*What the task requires:*
Look at the entries below and restate word for word the lines from the first through the one that has "a new operator.".

======== Supplied data

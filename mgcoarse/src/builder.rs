//! Builder for the coarse Dirac operator and its thread team.
use rayon::ThreadPoolBuilder;

use crate::{
    coarse_op::CoarseDiracOp,
    constants::N_CHIRALITY,
    error::CoarseError,
    isa::Isa,
    lattice::LatticeInfo,
    thread_limits::{check_layout, ThreadPartition},
};

/// Configures the thread team of a [`CoarseDiracOp`].
///
/// The team size is fixed when the operator is built, changing it requires building a new operator.
#[derive(Debug, Default)]
pub struct CoarseDiracOpBuilder {
    n_threads: Option<usize>,
    n_smt: Option<usize>,
    isa: Option<Isa>,
}

impl CoarseDiracOpBuilder {
    /// Initialise an empty builder
    pub fn new() -> Self {
        Self {
            n_threads: None,
            n_smt: None,
            isa: None,
        }
    }

    /// Set the size of the thread team
    ///
    /// # Arguments
    /// * `n_threads` - Number of threads, if none is specified `rayon::current_num_threads()` is used.
    pub fn n_threads(mut self, n_threads: Option<usize>) -> Self {
        self.n_threads = n_threads;
        self
    }

    /// Set the number of hardware threads per core
    ///
    /// # Arguments
    /// * `n_smt` - Threads per core, must divide the number of threads. Defaults to 1.
    pub fn n_smt(mut self, n_smt: usize) -> Self {
        self.n_smt = Some(n_smt);
        self
    }

    /// Override the detected instruction set
    ///
    /// # Arguments
    /// * `isa` - Instruction set the kernels are compiled for.
    pub fn isa(mut self, isa: Isa) -> Self {
        self.isa = Some(isa);
        self
    }

    /// Build the thread team and compute its static work partition.
    ///
    /// # Arguments
    /// * `info` - Geometry of the fields the operator acts on.
    pub fn build(self, info: &LatticeInfo) -> Result<CoarseDiracOp<'_>, CoarseError> {
        let n_threads = self.n_threads.unwrap_or_else(rayon::current_num_threads);
        let n_smt = self.n_smt.unwrap_or(1);
        let isa = self.isa.unwrap_or_default();

        if info.n_spins() % N_CHIRALITY != 0 {
            return Err(CoarseError::InvalidGeometry(format!(
                "the coarse operator needs an even number of spins, found {}",
                info.n_spins()
            )));
        }

        // Rayon reads a team size of zero as "use the default", so it is rejected up front
        check_layout(n_threads, n_smt)?;

        let pool = ThreadPoolBuilder::new()
            .num_threads(n_threads)
            .thread_name(|index| format!("mgcoarse-{}", index))
            .build()
            .map_err(|e| CoarseError::ThreadPool(e.to_string()))?;

        let n_colorspins = info.n_colorspins();
        let partition = ThreadPartition::from_pool(&pool, n_smt, info.n_cb_sites(), n_colorspins)?;
        let [n_x, n_y, n_z, n_t] = *info.lattice_dims();

        tracing::info!(
            n_threads,
            n_smt,
            n_cores = n_threads / n_smt,
            n_cb_sites = info.n_cb_sites(),
            n_colorspins,
            n_vrows = partition.n_vrows(),
            compile_target = isa.target_name(),
            "coarse Dirac operator team"
        );

        Ok(CoarseDiracOp {
            info,
            n_colorspins,
            n_chiral_colorspins: n_colorspins / N_CHIRALITY,
            n_xh: info.cb_lattice_dims()[0],
            n_x,
            n_y,
            n_z,
            n_t,
            partition,
            pool,
            isa,
        })
    }
}

#[cfg(test)]
mod test {
    use super::CoarseDiracOpBuilder;
    use crate::{error::CoarseError, lattice::LatticeInfo};

    #[test]
    fn test_build() {
        let info = LatticeInfo::new([4, 4, 4, 4], 3, 4).unwrap();
        let op = CoarseDiracOpBuilder::new()
            .n_threads(Some(4))
            .n_smt(2)
            .build(&info)
            .unwrap();

        assert_eq!(op.n_threads(), 4);
        assert_eq!(op.n_smt(), 2);
        assert_eq!(op.n_colorspins(), 12);
        assert_eq!(op.n_vrows(), 3);

        // Cores split the checkerboard, SMT siblings split the rows
        assert_eq!(op.thread_limits(0).min_site, op.thread_limits(1).min_site);
        assert_eq!(op.thread_limits(2).min_site, 64);
    }

    #[test]
    fn test_default_team() {
        let info = LatticeInfo::new([2, 2, 2, 2], 1, 2).unwrap();
        let op = CoarseDiracOpBuilder::new().build(&info).unwrap();
        assert_eq!(op.n_threads(), rayon::current_num_threads());
        assert_eq!(op.n_smt(), 1);
    }

    #[test]
    fn test_invalid_team() {
        let info = LatticeInfo::new([2, 2, 2, 2], 1, 2).unwrap();

        let empty = CoarseDiracOpBuilder::new().n_threads(Some(0)).build(&info);
        assert!(matches!(empty, Err(CoarseError::InvalidThreadLayout(_))));

        let uneven = CoarseDiracOpBuilder::new()
            .n_threads(Some(3))
            .n_smt(2)
            .build(&info);
        assert!(matches!(uneven, Err(CoarseError::InvalidThreadLayout(_))));
    }

    #[test]
    fn test_odd_spins_rejected() {
        let info = LatticeInfo::new([2, 2, 2, 2], 6, 1).unwrap();
        let op = CoarseDiracOpBuilder::new().n_threads(Some(1)).build(&info);
        assert!(matches!(op, Err(CoarseError::InvalidGeometry(_))));
    }
}
//? mpirun -n {{NPROCESSES}} --features "mpi"

#[cfg(feature = "mpi")]
fn main() {
    use std::sync::Arc;

    use mgcoarse::{
        blas::{gaussian_seeded, inner_product_vec, norm2_vec},
        comm::MpiReduce,
        field::CoarseSpinor,
        LatticeInfo,
    };
    use mpi::traits::Communicator;

    let (universe, _threading) = mpi::initialize_with_threading(mpi::Threading::Single).unwrap();
    let world = universe.world();
    let size = world.size() as f64;
    let rank = world.rank();

    let local = LatticeInfo::new([4, 4, 4, 4], 4, 2).unwrap();
    let global = LatticeInfo::with_reducer(
        [4, 4, 4, 4],
        4,
        2,
        Arc::new(MpiReduce::new(world.duplicate())),
    )
    .unwrap();

    // Every rank holds the same data, so global sums are the local sums times the number of ranks
    let mut x_local = CoarseSpinor::new(&local);
    let mut y_local = CoarseSpinor::new(&local);
    let mut x = CoarseSpinor::new(&global);
    let mut y = CoarseSpinor::new(&global);
    gaussian_seeded(&mut x_local, 0);
    gaussian_seeded(&mut y_local, 1);
    gaussian_seeded(&mut x, 0);
    gaussian_seeded(&mut y, 1);

    let norm2 = norm2_vec(&x);
    let expected = size * norm2_vec(&x_local);
    assert!((norm2 - expected).abs() <= 1e-10 * expected);

    let ip = inner_product_vec(&x, &y);
    let expected = inner_product_vec(&x_local, &y_local) * size;
    assert!((ip - expected).norm() <= 1e-10 * expected.norm());

    if rank == 0 {
        println!("...test_global_reduce passed")
    }
}

#[cfg(not(feature = "mpi"))]
fn main() {}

================

*Exercise response:*
filename mgcoarse/src/builder.rs
//! Builder for the coarse Dirac operator and its thread team.
use rayon::ThreadPoolBuilder;

use crate::{
    coarse_op::CoarseDiracOp,
    constants::N_CHIRALITY,
    error::CoarseError,
    isa::Isa,
    lattice::LatticeInfo,
    thread_limits::{check_layout, ThreadPartition},
};

/// Configures the thread team of a [`CoarseDiracOp`].
///
/// The team size is fixed when the operator is built, changing it requires building a new operator.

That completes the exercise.